すでに違うバーガーに手を着けている。見れば火神の前にあるトレイには沢山のペーパーの残骸があって、ぱっと見でも八枚くらいはある。どんだけ食べてんだこいつ。


「そうそう」


そういって今度は俺たちの方に向き直る。ちなみに三人しか座っていなかったくせに席は六人用で、楽に俺たちも座ることが出来た。名字の横に俺、真ちゃんの順で並んでいる。

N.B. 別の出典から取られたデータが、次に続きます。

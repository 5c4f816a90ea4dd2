use crate::models::entry::EntryId;
use std::collections::HashMap;
use std::sync::{Arc, Mutex};
use tokio::sync::{Mutex as AsyncMutex, OwnedMutexGuard};

type Scope = Option<EntryId>;

/// Per-parent-scope mutual exclusion for check-then-act sequences such as
/// "resolve name, then add".
#[derive(Default)]
pub struct ScopeLocks {
    scopes: Mutex<HashMap<Scope, Arc<AsyncMutex<()>>>>,
}

impl ScopeLocks {
    pub fn new() -> Self {
        Self::default()
    }

    fn handle(&self, scope: &Scope) -> Arc<AsyncMutex<()>> {
        let mut scopes = self.scopes.lock().unwrap_or_else(|p| p.into_inner());
        // Drop locks nobody holds or waits on.
        scopes.retain(|_, lock| Arc::strong_count(lock) > 1);
        scopes.entry(scope.clone()).or_default().clone()
    }

    pub async fn lock(&self, scope: Option<&EntryId>) -> OwnedMutexGuard<()> {
        self.handle(&scope.cloned()).lock_owned().await
    }
}

#[cfg(test)]
mod tests {
    use super::*;
    use std::time::Duration;

    #[tokio::test]
    async fn same_scope_is_exclusive() {
        let locks = Arc::new(ScopeLocks::new());
        let scope = EntryId::from("a");
        let guard = locks.lock(Some(&scope)).await;

        let contender = {
            let locks = locks.clone();
            let scope = scope.clone();
            tokio::spawn(async move {
                let _guard = locks.lock(Some(&scope)).await;
            })
        };
        tokio::time::sleep(Duration::from_millis(20)).await;
        assert!(!contender.is_finished());

        drop(guard);
        contender.await.unwrap();
    }

    #[tokio::test]
    async fn distinct_scopes_do_not_block() {
        let locks = ScopeLocks::new();
        let _root = locks.lock(None).await;
        let _folder = locks.lock(Some(&"a".into())).await;
    }
}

「赤い方が火神で水色が黒子ね、…って、二人は試合見に行ったんだっけ?」
「おー、見に行ったから知ってるよ。あの海常を破った一年コンビだろ?」
「相変わらず黒子、お前は弱かったのだよ」
「相変わらず緑間くんはラッキーアイテムをかかさず持っているんですね」


シェイクをすすりながら無表情で真ちゃんの方を見る。なんとなく不穏な雰囲気になりそうで、慌ててとめようとしたら横から名字が肩を叩いた。


「あー、いいよいいよ。いっつも二人はこんなだから」
「喧嘩勃発しそうにしか見えないんだけど」
「テツは相変わらず無表情で黒いし、しんたろはツンツンだしで二人とも話すときはどうしてもこうなるの。いつものことだから気にしないで」


そういってメロンソーダを飲んでいる。当事者たちはなにやら言っているが彼女がそういうのだから大丈夫なのだろう。


「ふーん。お前はなんでこのメンツでいたわけ?」
「えーっとね、かくかくしかじかだよ」
「いや、それで分かるのがおかしいからな!?」
「ちゃんと説明するのだよ、名前」


くいっと眼鏡を上げて、じろっと名字の方を見る。なにげに真ちゃんは名字ちゃんのことに関して過保護だと思う。


「ちゃんと説明したほうがいいですよ。名前さん」
「う、テツが言うならかくかくの部分くらいなら話すよ」
「全部話せ馬鹿」


窓を見ればいつの間にか、少しだけ見えていた濃い朱色の部分は見えなくなり、濃い藍色のグラデーションに変わり、刻々と夜に近づいていた。